You are correct, there are many other reasons for saving dates and times in a database apart from recording "events", and for those it does make sense to use "relative" descriptions of time or date. I'd argue though, that if your data collection of events is imperfect, like if you have no idea which system an event came from or whether you can trust the syntax of the timestamps, those are primary problems that should be fixed and not "worked around" by changing how your timestamps are saved.

For example, if you don't know where a data point originated, that's already a pretty big issue regardless of whether the time is correct or not. If you have financial data with ambiguous timestamps, this is not only a problem but potentially a compliance problem, since banks are heavily regulated. I think it's unlikely that it's acceptable for a bank to be unable to answer the question "when did this event take place", so the fundamental issue should be fixed, not tolerated.

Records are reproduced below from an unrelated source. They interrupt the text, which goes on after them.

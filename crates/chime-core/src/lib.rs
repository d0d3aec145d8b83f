//! chime-core: configuration, errors and clock helpers shared by the
//! chime crates.

pub mod config;
pub mod error;
pub mod time;

pub use config::ChimeConfig;
pub use error::{ChimeError, Result};
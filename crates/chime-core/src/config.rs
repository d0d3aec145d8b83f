use std::path::PathBuf;

use figment::{
    providers::{Env, Format, Toml},
    Figment,
};
use serde::{Deserialize, Serialize};

/// Default engine tick cadence in seconds.
pub const DEFAULT_TICK_SECS: u64 = 10;
/// Default lock TTL — a holder silent for this long is presumed dead.
pub const DEFAULT_LOCK_TTL_MS: i64 = 60_000;

/// Top-level config (chime.toml + CHIME_* env overrides).
#[derive(Debug, Clone, Serialize, Deserialize)]
pub struct ChimeConfig {
    /// Root directory for schedule records and lock files.
    #[serde(default = "default_data_dir")]
    pub data_dir: PathBuf,
    #[serde(default)]
    pub scheduler: SchedulerConfig,
}

/// Scheduler engine tuning.
#[derive(Debug, Clone, Serialize, Deserialize)]
pub struct SchedulerConfig {
    /// Seconds between due-schedule polls.
    #[serde(default = "default_tick_secs")]
    pub tick_secs: u64,
    /// Lock time-to-live in milliseconds.
    #[serde(default = "default_lock_ttl_ms")]
    pub lock_ttl_ms: i64,
}

impl Default for SchedulerConfig {
    fn default() -> Self {
        Self {
            tick_secs: DEFAULT_TICK_SECS,
            lock_ttl_ms: DEFAULT_LOCK_TTL_MS,
        }
    }
}

impl Default for ChimeConfig {
    fn default() -> Self {
        Self {
            data_dir: default_data_dir(),
            scheduler: SchedulerConfig::default(),
        }
    }
}

impl ChimeConfig {
    /// Load configuration. Priority:
    ///   1. Explicit path argument
    ///   2. CHIME_CONFIG env
    ///   3. ~/.chime/chime.toml
    pub fn load(config_path: Option<&str>) -> crate::error::Result<Self> {
        let path = config_path
            .map(String::from)
            .or_else(|| std::env::var("CHIME_CONFIG").ok())
            .unwrap_or_else(default_config_path);

        tracing::debug!(config_path = %path, "loading configuration");
        let config: ChimeConfig = Figment::new()
            .merge(Toml::file(&path))
            .merge(Env::prefixed("CHIME_").split("_"))
            .extract()
            .map_err(|e| crate::error::ChimeError::Config(e.to_string()))?;

        Ok(config)
    }
}

fn default_config_path() -> String {
    let home = std::env::var("HOME").unwrap_or_else(|_| ".".to_string());
    format!("{}/.chime/chime.toml", home)
}

fn default_data_dir() -> PathBuf {
    let home = std::env::var("HOME").unwrap_or_else(|_| ".".to_string());
    PathBuf::from(format!("{}/.chime", home))
}

fn default_tick_secs() -> u64 {
    DEFAULT_TICK_SECS
}

fn default_lock_ttl_ms() -> i64 {
    DEFAULT_LOCK_TTL_MS
}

You're not always in a position to fix these issues, nor is it always worth the effort. It may be a complete side-issue that no one cares about. The information may exist somewhere but not in the dataset you're working with.

Having done quite a bit of data integration work in my life, I can tell you that fixing things can range from the unavoidable to the quixotic.

Another use case is the definition of a business day.

A business day is almost always in local time. Example: business is open from 9AM until 6PM. This is affected by day light saving and it moves back and forth in UTC.

Working with financial systems, payments are business day aligned and if you try to have a system with UTC time you might be surprised what sort of issues are surface. I learned these things the hard way. :)